Monday 8 October 2007

Halloween under threat

I'm not a great fan of Halloween. It wasn't part of my 1960s middle-of-the-road English Methodist upbringing, and I'd never even heard of it until a Scottish schoolfriend invited me to a party and I was inducted into the delights of pumpkin-carving and apple-bobbing. In those days it was strictly a Scottish celebration: a hangover from their Calvinist obsession with the devil and all his works.

The whole trick or treat business is a much more recent US importation, and one suspects that its inexorable advance has something to do with the need for the greetings card and related industries to expand their commercial reach (the invention of Grandparents' Day and Carers' Day being other examples). And like any other grumpy middle-aged man, I resent having to get up from watching the Channel 4 News to answer the door to a gaggle of children in shop-bought witch costumes demanding chocolate.

Still, I reckon if you're going to have Halloween, you may as well do it properly. But it seems the festival is under threat from the good old C of E:

A Church of England bishop campaigning to rebrand Halloween as a "triumph of good over evil" claimed victory yesterday after two supermarkets agreed to stock less sinister alternatives to the usual monster masks and devil costumes.

Sainsbury's has written to the Rt Rev David Gillett, Bishop of Bolton, saying it will now also sell glowsticks, hair braids and face paints. Its chief executive, Justin King, said he could understand the bishop's worries about the antisocial effects of Halloween products.

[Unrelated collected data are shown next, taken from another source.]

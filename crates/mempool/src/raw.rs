//! Raw memory sources.
//!
//! Both engines obtain their backing memory through [`RawAlloc`], and the
//! segregated allocator forwards requests above its ceiling to the same
//! source. The default source is [`Global`], which forwards to whatever
//! global allocator the final program uses. Programs that install a pool as
//! their `#[global_allocator]` must back it with a source that does not
//! recurse into that pool, such as [`System`] (available with the `std`
//! feature).

use core::{alloc::Layout, ptr::NonNull};

use crate::error::{AllocError, OutOfMemorySnafu};

/// A source of raw, uninitialized memory.
///
/// # Safety
///
/// Implementations must return regions that are valid for reads and writes
/// of `layout.size()` bytes, aligned to `layout.align()`, and not aliased by
/// any other live allocation until they are passed back to
/// [`deallocate`](Self::deallocate).
pub unsafe trait RawAlloc {
    /// Obtains a region described by `layout`.
    ///
    /// `layout.size()` must be nonzero.
    fn allocate(&self, layout: Layout) -> Result<NonNull<u8>, AllocError>;

    /// Returns a region previously obtained from [`allocate`](Self::allocate).
    ///
    /// # Safety
    ///
    /// `ptr` must have been returned by `allocate` on this source with the
    /// same `layout`, and must not be used afterwards.
    unsafe fn deallocate(&self, ptr: NonNull<u8>, layout: Layout);
}

unsafe impl<R> RawAlloc for &R
where
    R: RawAlloc + ?Sized,
{
    fn allocate(&self, layout: Layout) -> Result<NonNull<u8>, AllocError> {
        (**self).allocate(layout)
    }

    unsafe fn deallocate(&self, ptr: NonNull<u8>, layout: Layout) {
        unsafe { (**self).deallocate(ptr, layout) }
    }
}

/// Forwards to the program's global allocator.
#[derive(Debug, Clone, Copy, Default, PartialEq, Eq)]
pub struct Global;

unsafe impl RawAlloc for Global {
    fn allocate(&self, layout: Layout) -> Result<NonNull<u8>, AllocError> {
        debug_assert!(layout.size() > 0);
        let ptr = unsafe { alloc::alloc::alloc(layout) };
        NonNull::new(ptr).ok_or_else(|| out_of_memory(layout))
    }

    unsafe fn deallocate(&self, ptr: NonNull<u8>, layout: Layout) {
        unsafe { alloc::alloc::dealloc(ptr.as_ptr(), layout) }
    }
}

#[cfg(feature = "std")]
pub use std::alloc::System;

#[cfg(feature = "std")]
unsafe impl RawAlloc for System {
    fn allocate(&self, layout: Layout) -> Result<NonNull<u8>, AllocError> {
        use std::alloc::GlobalAlloc as _;

        debug_assert!(layout.size() > 0);
        let ptr = unsafe { self.alloc(layout) };
        NonNull::new(ptr).ok_or_else(|| out_of_memory(layout))
    }

    unsafe fn deallocate(&self, ptr: NonNull<u8>, layout: Layout) {
        use std::alloc::GlobalAlloc as _;

        unsafe { self.dealloc(ptr.as_ptr(), layout) }
    }
}

#[track_caller]
pub(crate) fn out_of_memory(layout: Layout) -> AllocError {
    warn!(
        "system allocator refused {} bytes (align {})",
        layout.size(),
        layout.align()
    );
    OutOfMemorySnafu {
        size: layout.size(),
        align: layout.align(),
    }
    .build()
}

/// Builds a layout, reporting an unrepresentable request as out of memory.
#[track_caller]
pub(crate) fn layout(size: usize, align: usize) -> Result<Layout, AllocError> {
    Layout::from_size_align(size, align)
        .ok()
        .ok_or_else(|| OutOfMemorySnafu { size, align }.build())
}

Andy Bond, president and chief executive of Asda, said it too would stock costumes and accessories with a "lighter" feel than previous years.

Surely the whole point of Halloween, as with its Catholic counterparts such as the Mexican Day of the Dead, and pre-christian versions such as the Celtic Samhain, is to provide a collective, cathartic opportunity to face up to life's darker side - and indeed to remember its ultimate end. Turning it into a 'positive' celebration, as the bishop wants to, somehow misses the point. Sometimes it seems as though some parts of the Church of England have forgotten the value of ritual and want to reduce religion to a kind of feelgood happy-clappy therapy.

Hallowe'en is also under attack from other religious groups. Labour Humanist reports that 'A primary school is considering plans to abandon its Hallowe'en celebration' (Why? You guessed it) ' in case it offends religious parents' , and are planning to rebrand it as an 'Autumn Festival'. I suspect that the offended parents come from the fundamentalist evangelical end of the Christian spectrum, where literal belief in Satan is alive and well, and magic and witchcraft are not things to joke about.

If this had been a church school, I could just about understand their actions. But it sounds as though it's a mainstream state school, presumably with the usual diversity of religious believers and unbelievers represented. So why should the opinions of one religious group trump all others? I know for a fact that evangelicals of this stripe also abhor Harry Potter and all his works, for similar reasons, and won't let their children read the books. So what if this same group of 'religious parents' asks the school to stop reading Ms Rowling's books in class, or for them to be removed from the school library, so as not to cause them further 'offence'? And what if other religious groups decide to join in, with Sikh or Muslim parents claiming that they are 'offended' by the annual nativity play, perhaps - will they also be appeased?